Move over Marilyn: BUS STOP's hidden talent

BUS STOP, the 1956 film starring Marilyn Monroe, is one of those frustrating dramas at the mercy of a woman who’s strong and independent at one moment and a doormat the next. Like Shakespeare’s Kate in “Taming of the Shrew” or even Helena in “All’s Well That Ends Well,” Monroe’s Cherie, a singer in a saloon, wafts between falling blindly into lust with Bo, a traveling rodeo rider from Montana and then later screaming at him across a crowded bar room “I hate you and I despise you!” after he treats her like one of the cattle he ropes, only to later follow him home to his ranch in Montana, a beaming bride to be.

All this back and forth would be nothing more than a lesson in frustration if the writing wasn’t so good. Based on the play by William Inge and adapted by Hollywood heavyweight George Axelrod (who wrote the screenplays for THE SEVEN YEAR ITCH (1955), BREAKFAST AT TIFFANY’S (1961), THE MANCHURIAN CANDIDATE (1962) and PARIS WHEN IT SIZZLES (1964)) the film is instead a journey through a complicated, if not always subtle relationship.

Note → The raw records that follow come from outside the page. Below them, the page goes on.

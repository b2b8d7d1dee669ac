//! Synthetic well data generation
//!
//! Produces the deterministic minute-cadence dataset served by the API:
//! - Exponential production decline curves
//! - Seasonal modulation and multiplicative sensor noise
//! - Random multi-day maintenance shutdowns on flow metrics
//! - Correlated channels (gas follows oil, pressures track depletion)
//!
//! Every random stream is derived from a per-well, per-metric sub-seed,
//! so a given base seed reproduces the identical dataset no matter what
//! order the series are generated in.

use chrono::{DateTime, Datelike, Duration, NaiveDate, NaiveTime, Utc};
use rand::prelude::*;
use rand_distr::StandardNormal;
use std::f64::consts::PI;

use crate::types::{DataType, Metric, QualityFlag, Well, WellType};

// ============================================================================
// Generation Constants
// ============================================================================

/// Default number of synthetic wells
pub const DEFAULT_NUM_WELLS: usize = 3;
/// Default generator seed
pub const DEFAULT_SEED: u64 = 42;
/// Initial oil production range (bbl/day)
const INITIAL_PRODUCTION_RANGE: (f64, f64) = (200.0, 500.0);
/// Exponential decline rate range (per day)
const DECLINE_RATE_RANGE: (f64, f64) = (0.00015, 0.00045);
/// Seasonal modulation amplitude (fraction of base value)
const SEASONAL_AMPLITUDE: f64 = 0.1;
/// Multiplicative noise standard deviation (fraction of base value)
const NOISE_AMPLITUDE: f64 = 0.05;
/// Daily probability that a maintenance shutdown begins
const MAINTENANCE_PROBABILITY: f64 = 0.015;
/// Maintenance window duration range (days, inclusive)
const MAINTENANCE_DURATION_DAYS: (i64, i64) = (2, 7);
/// Quiet period after a maintenance window before the next can start (days)
const MAINTENANCE_SKIP_DAYS: i64 = 30;
/// Residual flow fraction while a well is shut in
const MAINTENANCE_RESIDUAL: f64 = 0.001;
/// Gas-oil ratio range (mcf gas per bbl oil)
const GOR_RANGE: (f64, f64) = (3.0, 5.0);
/// Initial wellhead pressure range (psi)
const WELLHEAD_PRESSURE_RANGE: (f64, f64) = (1500.0, 2500.0);
/// Initial tubing pressure range (psi)
const TUBING_PRESSURE_RANGE: (f64, f64) = (1200.0, 2200.0);
/// Pressure declines at half the production decline rate
const PRESSURE_DECLINE_FACTOR: f64 = 0.5;
/// Steady gas injection range for injector wells (mcf/day)
const GAS_INJECTION_RANGE: (f64, f64) = (500.0, 1200.0);
/// Quality flag distribution: good, then suspect; bad takes the remainder
const P_GOOD: f64 = 0.98;
const P_SUSPECT: f64 = 0.015;
/// Spud date offset before the data window opens (days, inclusive)
const SPUD_OFFSET_DAYS: (i64, i64) = (180, 730);
/// Surface coordinate box (onshore Texas gulf coast)
const LATITUDE_RANGE: (f64, f64) = (28.0, 32.0);
const LONGITUDE_RANGE: (f64, f64) = (-97.0, -93.0);

const FIELDS: [&str; 3] = ["North Field", "South Field", "East Field"];
const OPERATORS: [&str; 3] = ["Demo Energy Corp", "Example Oil LLC", "Test Petroleum Inc"];
const WELL_TYPES: [WellType; 3] = [WellType::Producer, WellType::Injector, WellType::Observation];

/// Metric catalog: wire name, display name, unit, typical range.
const METRIC_CATALOG: [(&str, &str, &str, f64, f64); 5] = [
    ("oil_production_rate", "Oil Production Rate", "bbl/day", 0.0, 500.0),
    ("gas_production_rate", "Gas Production Rate", "mcf/day", 0.0, 2000.0),
    ("wellhead_pressure", "Wellhead Pressure", "psi", 100.0, 3000.0),
    ("tubing_pressure", "Tubing Pressure", "psi", 50.0, 2500.0),
    ("gas_injection_rate", "Gas Injection Rate", "mcf/day", 0.0, 1500.0),
];

// ============================================================================
// Configuration
// ============================================================================

/// Knobs for the synthetic dataset. The defaults describe the shipped
/// demo dataset: 3 wells with one year of minute-cadence data.
#[derive(Debug, Clone, PartialEq, Eq)]
pub struct GeneratorConfig {
    pub num_wells: usize,
    pub seed: u64,
    pub start_date: NaiveDate,
    pub end_date: NaiveDate,
}

impl Default for GeneratorConfig {
    fn default() -> Self {
        Self {
            num_wells: DEFAULT_NUM_WELLS,
            seed: DEFAULT_SEED,
            start_date: NaiveDate::from_ymd_opt(2024, 12, 9).unwrap_or_default(),
            end_date: NaiveDate::from_ymd_opt(2025, 12, 9).unwrap_or_default(),
        }
    }
}

/// Values and quality flags for one (well, metric) series, index-aligned
/// with the shared [`timeline`].
#[derive(Debug, Clone, PartialEq)]
pub struct SeriesData {
    pub values: Vec<f64>,
    pub flags: Vec<QualityFlag>,
}

/// Production character drawn once per well and shared by every metric
/// of that well, so gas tracks oil and pressures track depletion.
#[derive(Debug, Clone, Copy)]
struct WellProfile {
    initial_oil_rate: f64,
    decline_rate: f64,
}

// ============================================================================
// Sub-seeded RNG streams
// ============================================================================

const LANE_PROFILE: u64 = 1;
const LANE_MAINTENANCE: u64 = 2;
const LANE_SERIES_BASE: u64 = 16;

/// SplitMix64 finalizer. Decorrelates sub-seeds derived from the base
/// seed so each stream is independent of generation order.
fn mix(mut x: u64) -> u64 {
    x = x.wrapping_add(0x9E37_79B9_7F4A_7C15);
    x = (x ^ (x >> 30)).wrapping_mul(0xBF58_476D_1CE4_E5B9);
    x = (x ^ (x >> 27)).wrapping_mul(0x94D0_49BB_1331_11EB);
    x ^ (x >> 31)
}

fn sub_rng(seed: u64, well_idx: usize, lane: u64) -> StdRng {
    let key = seed
        .wrapping_add(mix((well_idx as u64).wrapping_add(1)))
        .wrapping_add(mix(lane));
    StdRng::seed_from_u64(mix(key))
}

fn pick<'a>(rng: &mut StdRng, pool: &[&'a str]) -> &'a str {
    pool.choose(rng).copied().unwrap_or_default()
}

// ============================================================================
// Registry generation
// ============================================================================

/// Generates the well registry: ids `WELL-001..`, coordinates in the
/// gulf coast box, and a spud date 180-730 days before the data window.
pub fn generate_wells(config: &GeneratorConfig) -> Vec<Well> {
    let mut rng = StdRng::seed_from_u64(config.seed);
    (0..config.num_wells)
        .map(|i| {
            let letter = char::from(b'A' + (i % 26) as u8);
            let spud_offset = rng.gen_range(SPUD_OFFSET_DAYS.0..=SPUD_OFFSET_DAYS.1);
            Well {
                well_id: format!("WELL-{:03}", i + 1),
                well_name: format!("{} {} {}", pick(&mut rng, &FIELDS), letter, i + 1),
                latitude: round4(rng.gen_range(LATITUDE_RANGE.0..LATITUDE_RANGE.1)),
                longitude: round4(rng.gen_range(LONGITUDE_RANGE.0..LONGITUDE_RANGE.1)),
                operator: pick(&mut rng, &OPERATORS).to_string(),
                field_name: pick(&mut rng, &FIELDS).to_string(),
                well_type: WELL_TYPES.choose(&mut rng).copied().unwrap_or(WellType::Producer),
                spud_date: config.start_date - Duration::days(spud_offset),
                data_start_date: config.start_date,
                data_end_date: config.end_date,
            }
        })
        .collect()
}

/// Builds the five-channel metric catalog.
pub fn metric_catalog() -> Vec<Metric> {
    METRIC_CATALOG
        .iter()
        .map(|(name, display, unit, min, max)| Metric {
            metric_name: (*name).to_string(),
            display_name: (*display).to_string(),
            description: format!("Synthetic {} measurements", display.to_lowercase()),
            unit_of_measurement: (*unit).to_string(),
            data_type: DataType::Numeric,
            typical_min: Some(*min),
            typical_max: Some(*max),
        })
        .collect()
}

/// Flow metrics shut in during maintenance and clamp at zero.
pub fn is_flow_metric(metric_name: &str) -> bool {
    matches!(
        metric_name,
        "oil_production_rate" | "gas_production_rate" | "gas_injection_rate"
    )
}

// ============================================================================
// Time-series generation
// ============================================================================

/// The shared minute grid covering `[start_date, end_date]` midnight to
/// midnight, both endpoints included.
pub fn timeline(config: &GeneratorConfig) -> Vec<DateTime<Utc>> {
    let start = config.start_date.and_time(NaiveTime::MIN).and_utc();
    let end = config.end_date.and_time(NaiveTime::MIN).and_utc();
    let minutes = (end - start).num_minutes().max(0);
    let mut points = Vec::with_capacity(minutes as usize + 1);
    let mut t = start;
    while t <= end {
        points.push(t);
        t += Duration::minutes(1);
    }
    points
}

/// Generates the value and quality flag series for one (well, metric)
/// pair over the shared timeline.
///
/// Base value, seasonality, noise, and shutdowns compose as:
/// `value(t) = base(t) * (1 + 0.1 * sin(2pi * doy / 365)) * noise`,
/// with flow metrics cut to 0.1% inside maintenance windows and clamped
/// at zero afterwards.
pub fn generate_series(
    config: &GeneratorConfig,
    timeline: &[DateTime<Utc>],
    well: &Well,
    well_idx: usize,
    metric_idx: usize,
    metric_name: &str,
) -> SeriesData {
    let Some(start) = timeline.first().copied() else {
        return SeriesData { values: Vec::new(), flags: Vec::new() };
    };

    let profile = well_profile(config, well_idx);
    let windows = maintenance_windows(config, well_idx);
    let mut rng = sub_rng(config.seed, well_idx, LANE_SERIES_BASE + metric_idx as u64);

    // Per-series character is drawn once, before the sample loop.
    let base = match metric_name {
        "oil_production_rate" => BaseCurve::Decline {
            initial: profile.initial_oil_rate,
            rate: profile.decline_rate,
        },
        "gas_production_rate" => BaseCurve::Decline {
            initial: profile.initial_oil_rate * rng.gen_range(GOR_RANGE.0..GOR_RANGE.1),
            rate: profile.decline_rate,
        },
        "wellhead_pressure" => BaseCurve::Decline {
            initial: rng.gen_range(WELLHEAD_PRESSURE_RANGE.0..WELLHEAD_PRESSURE_RANGE.1),
            rate: profile.decline_rate * PRESSURE_DECLINE_FACTOR,
        },
        "tubing_pressure" => BaseCurve::Decline {
            initial: rng.gen_range(TUBING_PRESSURE_RANGE.0..TUBING_PRESSURE_RANGE.1),
            rate: profile.decline_rate * PRESSURE_DECLINE_FACTOR,
        },
        "gas_injection_rate" => {
            if well.well_type == WellType::Injector {
                BaseCurve::Constant(rng.gen_range(GAS_INJECTION_RANGE.0..GAS_INJECTION_RANGE.1))
            } else {
                BaseCurve::Constant(0.0)
            }
        }
        _ => BaseCurve::Constant(100.0),
    };

    let flow = is_flow_metric(metric_name);
    let mut values = Vec::with_capacity(timeline.len());
    let mut flags = Vec::with_capacity(timeline.len());

    for ts in timeline {
        let days = (*ts - start).num_days() as f64;
        let mut value = base.at(days);

        let day_of_year = f64::from(ts.ordinal());
        value *= 1.0 + SEASONAL_AMPLITUDE * (2.0 * PI * day_of_year / 365.0).sin();

        let z: f64 = rng.sample(StandardNormal);
        value *= 1.0 + NOISE_AMPLITUDE * z;

        if flow {
            if windows.iter().any(|(s, e)| ts >= s && ts <= e) {
                value *= MAINTENANCE_RESIDUAL;
            }
            value = value.max(0.0);
        }

        values.push(value);
        flags.push(draw_flag(&mut rng));
    }

    SeriesData { values, flags }
}

#[derive(Debug, Clone, Copy)]
enum BaseCurve {
    Decline { initial: f64, rate: f64 },
    Constant(f64),
}

impl BaseCurve {
    fn at(self, days: f64) -> f64 {
        match self {
            Self::Decline { initial, rate } => initial * (-rate * days).exp(),
            Self::Constant(v) => v,
        }
    }
}

fn well_profile(config: &GeneratorConfig, well_idx: usize) -> WellProfile {
    let mut rng = sub_rng(config.seed, well_idx, LANE_PROFILE);
    WellProfile {
        initial_oil_rate: rng.gen_range(INITIAL_PRODUCTION_RANGE.0..INITIAL_PRODUCTION_RANGE.1),
        decline_rate: rng.gen_range(DECLINE_RATE_RANGE.0..DECLINE_RATE_RANGE.1),
    }
}

/// Walks the data window day by day. Each day has a small chance to
/// open a 2-7 day shutdown; after one closes, the next 30 days stay
/// quiet. Windows are shared by all flow metrics of the well.
fn maintenance_windows(
    config: &GeneratorConfig,
    well_idx: usize,
) -> Vec<(DateTime<Utc>, DateTime<Utc>)> {
    let mut rng = sub_rng(config.seed, well_idx, LANE_MAINTENANCE);
    let start = config.start_date.and_time(NaiveTime::MIN).and_utc();
    let end = config.end_date.and_time(NaiveTime::MIN).and_utc();

    let mut windows = Vec::new();
    let mut cursor = start;
    while cursor < end {
        if rng.gen::<f64>() < MAINTENANCE_PROBABILITY {
            let duration =
                Duration::days(rng.gen_range(MAINTENANCE_DURATION_DAYS.0..=MAINTENANCE_DURATION_DAYS.1));
            let window_end = cursor + duration;
            windows.push((cursor, window_end));
            cursor = window_end + Duration::days(MAINTENANCE_SKIP_DAYS);
        } else {
            cursor += Duration::days(1);
        }
    }
    windows
}

fn draw_flag(rng: &mut StdRng) -> QualityFlag {
    let roll: f64 = rng.gen();
    if roll < P_GOOD {
        QualityFlag::Good
    } else if roll < P_GOOD + P_SUSPECT {
        QualityFlag::Suspect
    } else {
        QualityFlag::Bad
    }
}

fn round4(v: f64) -> f64 {
    (v * 10_000.0).round() / 10_000.0
}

I’d never go so far as to say that Monroe was a bad actress, but her breathy delivery and relatively simplistic array of emotional variety (sultry or sweet, angel or devil) has its limitations. Still, she’s thoroughly enjoyable as the dimwitted, hardworking Cherie to Don Murray’s naive and aggressive Bo, played with similar psychological dexterity. However, the real stand out here is neither the leading man nor his lady, but Arthur O’Connell, who plays Virgil, Bo’s guardian and mentor. Perpetually stuck on the sidelines of cinema, O’Connell gave exceedingly good dramatic and comedic performances in film’s like ANATOMY OF A MURDER (1959), OPERATION PETTICOAT (1959), POCKETFUL OF MIRACLES (1961), THE GREAT RACE (1965), FANTASTIC VOYAGE (1966) as well as a slew of Anthony Mann Westerns. His body of work seems a veritable ‘how-to’ of acting. How to be funny, how to be serious, how to be subtle, or poignant, or dramatic, or goofy, or how to play to the strengths of the leading actors, how to bolster their performance and let them shine. I know it’s not common practice to watch a film for its supporting cast, but you can catch O’Connell’s performance in BUS STOP on Tuesday, July 5 at BAM as part of their Marilyn Monroe film series.